EXERCISE AIM »
Find and copy each line of the listing below that has the word "under" in it.
##### RECORDS SHOWN
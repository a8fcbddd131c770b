use anyhow::{Context, Result};
use camino::Utf8Path;
use std::fs;
use tracing_appender::non_blocking::WorkerGuard;
use tracing_appender::rolling;
use tracing_subscriber::{EnvFilter, layer::SubscriberExt, util::SubscriberInitExt};

/// Setup file-only logging with daily rotation.
///
/// # Arguments
/// * `log_dir` - Directory for log files (created if missing)
/// * `log_prefix` - Prefix for log files (e.g., "seapower-modman")
/// * `debug_mode` - If true, use debug level; otherwise use info level
///
/// # Returns
/// A guard that must be held for the duration of the program to keep logging active
pub fn setup_logging(
    log_dir: &Utf8Path,
    log_prefix: &str,
    debug_mode: bool,
) -> Result<WorkerGuard> {
    setup_logging_with_console(log_dir, log_prefix, debug_mode, false)
}

/// Setup logging with optional console output.
///
/// `RUST_LOG` takes precedence over `debug_mode` when it is set.
///
/// # Returns
/// A guard that must be held for the duration of the program to keep logging active
pub fn setup_logging_with_console(
    log_dir: &Utf8Path,
    log_prefix: &str,
    debug_mode: bool,
    console_output: bool,
) -> Result<WorkerGuard> {
    create_log_dir(log_dir)?;

    let file_appender = rolling::daily(log_dir, log_prefix);
    let (non_blocking, guard) = tracing_appender::non_blocking(file_appender);

    let env_filter = EnvFilter::try_from_default_env()
        .unwrap_or_else(|_| EnvFilter::new(default_level(debug_mode)));

    let file_layer = tracing_subscriber::fmt::layer()
        .with_writer(non_blocking)
        .with_ansi(false) // No ANSI codes in log files
        .with_target(true)
        .with_thread_ids(true)
        .with_file(true)
        .with_line_number(true);

    let console_layer = console_output.then(|| {
        tracing_subscriber::fmt::layer()
            .with_ansi(true)
            .with_target(false)
    });

    tracing_subscriber::registry()
        .with(env_filter)
        .with(file_layer)
        .with(console_layer)
        .try_init()
        .context("Failed to install tracing subscriber")?;

    tracing::info!(
        "Logging initialized: dir={}, prefix={}, debug={}, console={}",
        log_dir,
        log_prefix,
        debug_mode,
        console_output
    );

    Ok(guard)
}

fn default_level(debug_mode: bool) -> &'static str {
    if debug_mode { "debug" } else { "info" }
}

fn create_log_dir(log_dir: &Utf8Path) -> Result<()> {
    if !log_dir.exists() {
        fs::create_dir_all(log_dir)
            .with_context(|| format!("Failed to create log directory: {}", log_dir))?;
    }
    Ok(())
}
//! Codec for the load order block of the game's `usersettings.ini`.
//!
//! The game keeps its mod list in a section that looks like:
//!
//! ```text
//! [LoadOrder]
//! Slot1Directory=2871823014
//! Slot2Directory=2899415331
//!
//! [Graphics]
//! ...
//! ```
//!
//! The section starts at the line equal to the marker and ends at the first blank
//! line (or end of file). Only the `Slot<N>Directory=` lines inside that range are
//! ever rewritten. Every other byte of the file, including line endings, unknown
//! lines inside the section and the marker itself, is copied through unchanged.
//!
//! Writes stream the file line by line into a temporary file next to the target
//! and rename it over the original, so a failed write leaves the game's file as it
//! was and only the section body is held in memory.

use crate::error::{ModOrderError, Result};
use crate::models::{DEFAULT_SECTION_MARKER, DEFAULT_SLOT_KEY_PREFIX, LoadOrder};
use camino::Utf8Path;
use regex::Regex;
use std::fs::{self, File};
use std::io::{BufRead, BufReader, BufWriter, Write};
use tempfile::NamedTempFile;

/// One line inside the section body.
#[derive(Debug, Clone, PartialEq, Eq)]
pub enum BodyLine {
    /// A recognized `Slot<N>Directory=<identity>` entry.
    Slot {
        slot: usize,
        identity: String,
        raw: String,
    },
    /// Anything else; re-emitted verbatim.
    Other(String),
}

impl BodyLine {
    pub fn raw(&self) -> &str {
        match self {
            BodyLine::Slot { raw, .. } => raw,
            BodyLine::Other(raw) => raw,
        }
    }
}

/// A parsed game settings file, split around the load order section.
///
/// All lines keep their original terminators.
#[derive(Debug, Clone, Default, PartialEq, Eq)]
pub struct LoadOrderSection {
    /// Lines before the section, ending with the marker line.
    pub preamble: Vec<String>,
    pub body: Vec<BodyLine>,
    /// The terminating blank line and everything after it.
    pub postamble: Vec<String>,
}

impl LoadOrderSection {
    /// Identities in the order their slot lines appear in the file.
    pub fn current_order(&self) -> Vec<String> {
        self.body
            .iter()
            .filter_map(|line| match line {
                BodyLine::Slot { identity, .. } => Some(identity.clone()),
                BodyLine::Other(_) => None,
            })
            .collect()
    }
}

/// Reads and rewrites the slot entries of one section.
#[derive(Debug, Clone)]
pub struct LoadOrderCodec {
    marker: String,
    key_prefix: String,
    slot_pattern: Regex,
}

impl Default for LoadOrderCodec {
    fn default() -> Self {
        Self::new(DEFAULT_SECTION_MARKER)
    }
}

impl LoadOrderCodec {
    /// Codec for `Slot<N>Directory` entries under `marker`.
    pub fn new(marker: impl Into<String>) -> Self {
        Self::with_key_prefix(marker, DEFAULT_SLOT_KEY_PREFIX)
    }

    /// Codec for `<prefix><N>Directory` entries under `marker`.
    pub fn with_key_prefix(marker: impl Into<String>, key_prefix: impl Into<String>) -> Self {
        let key_prefix = key_prefix.into();
        let pattern = format!(r"^{}(\d+)Directory=(.*)$", regex::escape(&key_prefix));
        Self {
            marker: marker.into(),
            // The prefix is escaped, so the pattern is always valid.
            slot_pattern: Regex::new(&pattern).expect("Invalid slot regex"),
            key_prefix,
        }
    }

    pub fn marker(&self) -> &str {
        &self.marker
    }

    /// Parse the section out of the file at `path`.
    ///
    /// # Errors
    ///
    /// - [`ModOrderError::Io`] if the file cannot be opened or read
    /// - [`ModOrderError::SectionNotFound`] if no line equals the marker
    pub fn read(&self, path: &Utf8Path) -> Result<LoadOrderSection> {
        let file = File::open(path).map_err(|e| ModOrderError::io(path, e))?;
        let mut reader = BufReader::new(file);

        let mut section = LoadOrderSection::default();
        let mut region = Region::Before;
        let mut buf = Vec::new();

        while read_raw_line(&mut reader, &mut buf).map_err(|e| ModOrderError::io(path, e))? {
            let (content, _) = split_terminator(&buf);
            let line = String::from_utf8_lossy(&buf).into_owned();

            match region {
                Region::Before => {
                    if self.is_marker(content) {
                        region = Region::Body;
                    }
                    section.preamble.push(line);
                }
                Region::Body if is_blank(content) => {
                    region = Region::After;
                    section.postamble.push(line);
                }
                Region::Body => section.body.push(self.parse_body_line(content, line)),
                Region::After => section.postamble.push(line),
            }
        }

        if region == Region::Before {
            return Err(self.section_not_found(path));
        }

        tracing::debug!(
            "Read {} load order entries from {}",
            section.current_order().len(),
            path
        );
        Ok(section)
    }

    /// The persisted order, or `None` when the file has no load order section yet.
    pub fn read_order(&self, path: &Utf8Path) -> Result<Option<Vec<String>>> {
        match self.read(path) {
            Ok(section) => Ok(Some(section.current_order())),
            Err(ModOrderError::SectionNotFound { .. }) => {
                tracing::debug!("No {} section in {}", self.marker, path);
                Ok(None)
            }
            Err(e) => Err(e),
        }
    }

    /// Replace the slot entries of the section with `order`.
    ///
    /// The regenerated `Slot1Directory=...` block goes where the first existing slot
    /// line was, or right after the marker when the section had none. Other slot
    /// lines are dropped; non-slot lines keep their place. New lines use the
    /// marker's line ending.
    ///
    /// # Errors
    ///
    /// - [`ModOrderError::Io`] on any read, write or rename failure; the original
    ///   file is left untouched
    /// - [`ModOrderError::SectionNotFound`] if no line equals the marker
    pub fn write(&self, path: &Utf8Path, order: &LoadOrder) -> Result<()> {
        let io_err = |e: std::io::Error| ModOrderError::io(path, e);

        let file = File::open(path).map_err(io_err)?;
        let permissions = file.metadata().map_err(io_err)?.permissions();
        let mut reader = BufReader::new(file);

        let dir = match path.parent() {
            Some(parent) if !parent.as_str().is_empty() => parent,
            _ => Utf8Path::new("."),
        };
        let mut temp = NamedTempFile::new_in(dir).map_err(io_err)?;

        let found = {
            let mut writer = BufWriter::new(temp.as_file_mut());
            let found = self
                .rewrite(&mut reader, &mut writer, order)
                .map_err(io_err)?;
            writer.flush().map_err(io_err)?;
            found
        };

        if !found {
            // Dropping `temp` removes it.
            return Err(self.section_not_found(path));
        }

        temp.as_file().sync_all().map_err(io_err)?;
        fs::set_permissions(temp.path(), permissions).map_err(io_err)?;
        temp.persist(path).map_err(|e| io_err(e.error))?;

        tracing::debug!("Wrote {} load order entries to {}", order.len(), path);
        Ok(())
    }

    /// Stream `reader` into `writer`, replacing the section's slot lines.
    ///
    /// Returns `false` when the marker was never seen.
    fn rewrite<R: BufRead, W: Write>(
        &self,
        reader: &mut R,
        writer: &mut W,
        order: &LoadOrder,
    ) -> std::io::Result<bool> {
        let mut region = Region::Before;
        let mut newline: &[u8] = b"\n";
        let mut marker_unterminated = false;
        let mut body: Vec<Vec<u8>> = Vec::new();
        let mut buf = Vec::new();

        while read_raw_line(reader, &mut buf)? {
            let (content, terminator) = split_terminator(&buf);

            match region {
                Region::Before => {
                    writer.write_all(&buf)?;
                    if self.is_marker(content) {
                        region = Region::Body;
                        if terminator.is_empty() {
                            marker_unterminated = true;
                        } else {
                            newline = if terminator == b"\r\n" {
                                &b"\r\n"[..]
                            } else {
                                &b"\n"[..]
                            };
                        }
                    }
                }
                Region::Body if is_blank(content) => {
                    self.write_body(writer, &body, order, newline, marker_unterminated)?;
                    writer.write_all(&buf)?;
                    region = Region::After;
                }
                Region::Body => body.push(buf.clone()),
                Region::After => writer.write_all(&buf)?,
            }
        }

        match region {
            Region::Before => Ok(false),
            Region::Body => {
                self.write_body(writer, &body, order, newline, marker_unterminated)?;
                Ok(true)
            }
            Region::After => Ok(true),
        }
    }

    fn write_body<W: Write>(
        &self,
        writer: &mut W,
        body: &[Vec<u8>],
        order: &LoadOrder,
        newline: &[u8],
        marker_unterminated: bool,
    ) -> std::io::Result<()> {
        let is_slot: Vec<bool> = body.iter().map(|raw| self.is_slot_line(raw)).collect();
        let insert_at = is_slot.iter().position(|slot| *slot).unwrap_or(0);
        let ends_unterminated = body
            .last()
            .map_or(marker_unterminated, |raw| split_terminator(raw).1.is_empty());

        let mut lines: Vec<Vec<u8>> = Vec::with_capacity(body.len() + order.len());
        lines.extend(body[..insert_at].iter().cloned());
        for (index, identity) in order.iter().enumerate() {
            let mut line = self.slot_line(index + 1, identity).into_bytes();
            line.extend_from_slice(newline);
            lines.push(line);
        }
        lines.extend(
            body[insert_at..]
                .iter()
                .zip(&is_slot[insert_at..])
                .filter(|(_, slot)| !**slot)
                .map(|(raw, _)| raw.clone()),
        );

        if lines.is_empty() {
            return Ok(());
        }
        if marker_unterminated {
            writer.write_all(newline)?;
        }

        let last = lines.len() - 1;
        for (index, line) in lines.iter().enumerate() {
            let (content, terminator) = split_terminator(line);
            writer.write_all(content)?;
            if index == last && ends_unterminated {
                continue;
            }
            if terminator.is_empty() {
                writer.write_all(newline)?;
            } else {
                writer.write_all(terminator)?;
            }
        }
        Ok(())
    }

    fn slot_line(&self, slot: usize, identity: &str) -> String {
        format!("{}{}Directory={}", self.key_prefix, slot, identity)
    }

    fn is_marker(&self, content: &[u8]) -> bool {
        content == self.marker.as_bytes()
    }

    fn is_slot_line(&self, raw: &[u8]) -> bool {
        self.parse_slot(split_terminator(raw).0).is_some()
    }

    fn parse_body_line(&self, content: &[u8], raw: String) -> BodyLine {
        match self.parse_slot(content) {
            Some((slot, identity)) => BodyLine::Slot {
                slot,
                identity,
                raw,
            },
            None => BodyLine::Other(raw),
        }
    }

    /// Slot number and trimmed value of a `<prefix><N>Directory=` line.
    ///
    /// Both reading and rewriting go through here, so a line that reads as
    /// [`BodyLine::Other`] is never dropped on write.
    fn parse_slot(&self, content: &[u8]) -> Option<(usize, String)> {
        let content = std::str::from_utf8(content).ok()?;
        let caps = self.slot_pattern.captures(content)?;
        let slot = caps[1].parse().ok()?;
        Some((slot, caps[2].trim().to_string()))
    }

    fn section_not_found(&self, path: &Utf8Path) -> ModOrderError {
        ModOrderError::SectionNotFound {
            marker: self.marker.clone(),
            path: path.to_path_buf(),
        }
    }
}

#[derive(Debug, Clone, Copy, PartialEq, Eq)]
enum Region {
    Before,
    Body,
    After,
}

/// Read one line including its terminator into `buf`. Returns `false` at EOF.
fn read_raw_line<R: BufRead>(reader: &mut R, buf: &mut Vec<u8>) -> std::io::Result<bool> {
    buf.clear();
    Ok(reader.read_until(b'\n', buf)? > 0)
}

/// Split a raw line into content and terminator (`\r\n`, `\n` or nothing).
fn split_terminator(line: &[u8]) -> (&[u8], &[u8]) {
    if line.ends_with(b"\r\n") {
        line.split_at(line.len() - 2)
    } else if line.ends_with(b"\n") {
        line.split_at(line.len() - 1)
    } else {
        (line, &[])
    }
}

fn is_blank(content: &[u8]) -> bool {
    content.iter().all(u8::is_ascii_whitespace)
}
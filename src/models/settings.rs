use camino::Utf8PathBuf;
use serde::{Deserialize, Serialize};

/// Section header of the load order block in the game's `usersettings.ini`.
pub const DEFAULT_SECTION_MARKER: &str = "[LoadOrder]";

/// Key prefix of the load order entries (`Slot1Directory=...`).
pub const DEFAULT_SLOT_KEY_PREFIX: &str = "Slot";

/// Settings file contents (`ModManager Settings.yaml`).
#[derive(Debug, Clone, Default, Serialize, Deserialize)]
pub struct Settings {
    #[serde(rename = "Settings", default)]
    pub settings: ManagerSettings,
}

#[derive(Debug, Clone, Serialize, Deserialize)]
pub struct ManagerSettings {
    /// Saved mod installation root (the workshop content folder).
    #[serde(rename = "SteamWorkshopDir", default)]
    pub steam_workshop_dir: Option<Utf8PathBuf>,

    /// Override for the game's settings file; resolved from the user profile when unset.
    #[serde(rename = "UserSettingsFile", default)]
    pub user_settings_file: Option<Utf8PathBuf>,

    #[serde(rename = "SectionMarker", default = "default_section_marker")]
    pub section_marker: String,

    #[serde(rename = "SlotKeyPrefix", default = "default_slot_key_prefix")]
    pub slot_key_prefix: String,

    /// Write the load order after every successful reorder.
    #[serde(rename = "AutoPersist", default = "default_auto_persist")]
    pub auto_persist: bool,

    #[serde(rename = "Debug Mode", default)]
    pub debug_mode: bool,
}

impl Default for ManagerSettings {
    fn default() -> Self {
        Self {
            steam_workshop_dir: None,
            user_settings_file: None,
            section_marker: default_section_marker(),
            slot_key_prefix: default_slot_key_prefix(),
            auto_persist: default_auto_persist(),
            debug_mode: false,
        }
    }
}

fn default_section_marker() -> String {
    DEFAULT_SECTION_MARKER.to_string()
}

fn default_slot_key_prefix() -> String {
    DEFAULT_SLOT_KEY_PREFIX.to_string()
}

fn default_auto_persist() -> bool {
    true
}
//! Data models for the mod manager.
//!
//! - [`Catalog`] / [`ModEntry`]: snapshot of installed mod folders, rebuilt on every scan
//! - [`LoadOrder`]: the ordered identity list and its reorder operations ([`ReorderOp`])
//! - [`Settings`]: contents of the manager's own YAML settings file

pub mod catalog;
pub mod load_order;
pub mod settings;

pub use catalog::{Catalog, ModEntry};
pub use load_order::{LoadOrder, ReorderOp};
pub use settings::{DEFAULT_SECTION_MARKER, DEFAULT_SLOT_KEY_PREFIX, ManagerSettings, Settings};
##########
FINAL ANSWER »
    /// Codec for `Slot<N>Directory` entries under `marker`.
    /// Codec for `<prefix><N>Directory` entries under `marker`.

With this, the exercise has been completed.